We propose that devotion to the best interests of each individual be replaced with an ethic of devotion to the best interests of the group for which the physician is personally responsible.

Note-now we are talking about a benefit to a specific HMO or PPO and  not in the benefit of some abstract "society" yet often the arguments for the new ethics is framed in terms of benefits to society.

Note:Berenson glibly justifies that sea change because the role that insurance contract define for the physicians. Here we might pause and remember that one of the defining characteristics of a profession is that members are bound by a ethical code that is largely self defined.Now it seems that medical ethics should be defined by insurance company interests.

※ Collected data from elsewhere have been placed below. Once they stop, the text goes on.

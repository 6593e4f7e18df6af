use super::*;
use crate::rig::{
    measure::Measurements,
    skeleton::build_skeleton,
};
use crate::config::settings::SkeletonProportions;
use crate::foundation::core::FrameIndex;

fn ready_host() -> MemoryHost {
    let mut host = MemoryHost::new();
    host.reset(FrameRange::inclusive(FrameIndex(1), FrameIndex(40)).unwrap())
        .unwrap();
    host
}

#[test]
fn meshing_requires_a_reset_scene() {
    let mut host = MemoryHost::new();
    assert!(host.frame_range().is_none());
    let err = host.text_to_mesh("T_mesh", 'T', 0.15).unwrap_err();
    assert!(matches!(err, RigError::Validation(_)));
}

#[test]
fn reset_sets_range_and_clears_objects() {
    let mut host = ready_host();
    host.text_to_mesh("T_mesh", 'T', 0.15).unwrap();
    assert_eq!(host.mesh_count(), 1);

    let range = FrameRange::inclusive(FrameIndex(1), FrameIndex(24)).unwrap();
    host.reset(range).unwrap();
    assert_eq!(host.mesh_count(), 0);
    assert_eq!(host.frame_range(), Some(range));
    assert!(host.mesh(MeshHandle(0)).is_err());
}

#[test]
fn empty_playback_range_is_rejected() {
    let mut host = MemoryHost::new();
    let empty = FrameRange::new(FrameIndex(5), FrameIndex(5)).unwrap();
    assert!(host.reset(empty).is_err());
}

#[test]
fn glyph_mesh_stands_upright_with_thickness_along_y() {
    let mut host = ready_host();
    let h = host.text_to_mesh("T_mesh", 'T', 0.15).unwrap();
    let mesh = host.mesh(h).unwrap();
    assert_eq!(mesh.name, "T_mesh");
    assert_eq!(mesh.location, DVec3::ZERO);
    assert!(mesh.armature.is_none());

    let b = mesh.local_bounds().unwrap();
    assert!((b.size().y - 0.15).abs() < 1e-12);
    assert!(b.size().z > b.size().x);
    assert_eq!(b.min.z, 0.0);
}

#[test]
fn duplicate_object_names_are_rejected() {
    let mut host = ready_host();
    host.text_to_mesh("T_mesh", 'T', 0.15).unwrap();
    assert!(host.text_to_mesh("T_mesh", 'T', 0.15).is_err());
}

#[test]
fn relocating_origin_keeps_geometry_in_place() {
    let mut host = ready_host();
    let h = host.text_to_mesh("T_mesh", 'T', 0.15).unwrap();
    let before = host.mesh(h).unwrap().world_vertices();

    let pivot = DVec3::new(0.0, 0.075, 0.0);
    host.relocate_origin(h, pivot).unwrap();
    let mesh = host.mesh(h).unwrap();
    assert_eq!(mesh.location, pivot);
    for (a, b) in before.iter().zip(mesh.world_vertices()) {
        assert!(a.distance(b) < 1e-12);
    }
}

#[test]
fn binding_writes_one_group_per_bone_and_names_the_armature() {
    let mut host = ready_host();
    let h = host.text_to_mesh("T_mesh", 'T', 0.15).unwrap();
    let skeleton = build_skeleton(
        &Measurements::from_dimensions(0.62, 0.72),
        &SkeletonProportions::default(),
    )
    .unwrap();
    host.bind_automatic_weights(h, "T_rig", &skeleton, DVec3::ZERO)
        .unwrap();

    let mesh = host.mesh(h).unwrap();
    assert_eq!(mesh.armature.as_deref(), Some("T_rig"));
    assert_eq!(mesh.vertex_groups.len(), 8);
}

#[test]
fn unknown_handles_are_validation_errors() {
    let mut host = ready_host();
    let err = host.relocate_origin(MeshHandle(3), DVec3::ZERO).unwrap_err();
    assert!(matches!(err, RigError::Validation(_)));
}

Over the next 20 years far from that proposal being dismissed out of hand as medical ethical heresy which is how many of us at the time would have characterized it, it has become part of the generally accepted medical ethical package nestled in professionalism statements by most medical organizations and has become or is becoming part of medical education .

The fiduciary duty to the patients seem to have been demolished ( or at least made secondary) without much more that the occasional outcry by physicians of the old school. Various attempts to resist this over turning of traditional medical ethics have not prevailed. The dogs bark and the caravan moves on.

We have traveled a long way since the Berenson article.Now we read of a suggestion that "cost-consiousness and stewardship of resources be elevated by the ACGME and the ABMS to the level of a a new seventh general competency." In other words, residents should be schooled and graded on their mastery of the skill set necessary to be good stewards of [society's] resources. ( reference, The Idea and Opinions Section, Annals of Internal Medicine,20 Sept 2011,Vol.155 no.6, by Dr. Steven E. Weinberger,of the American College of Physicians.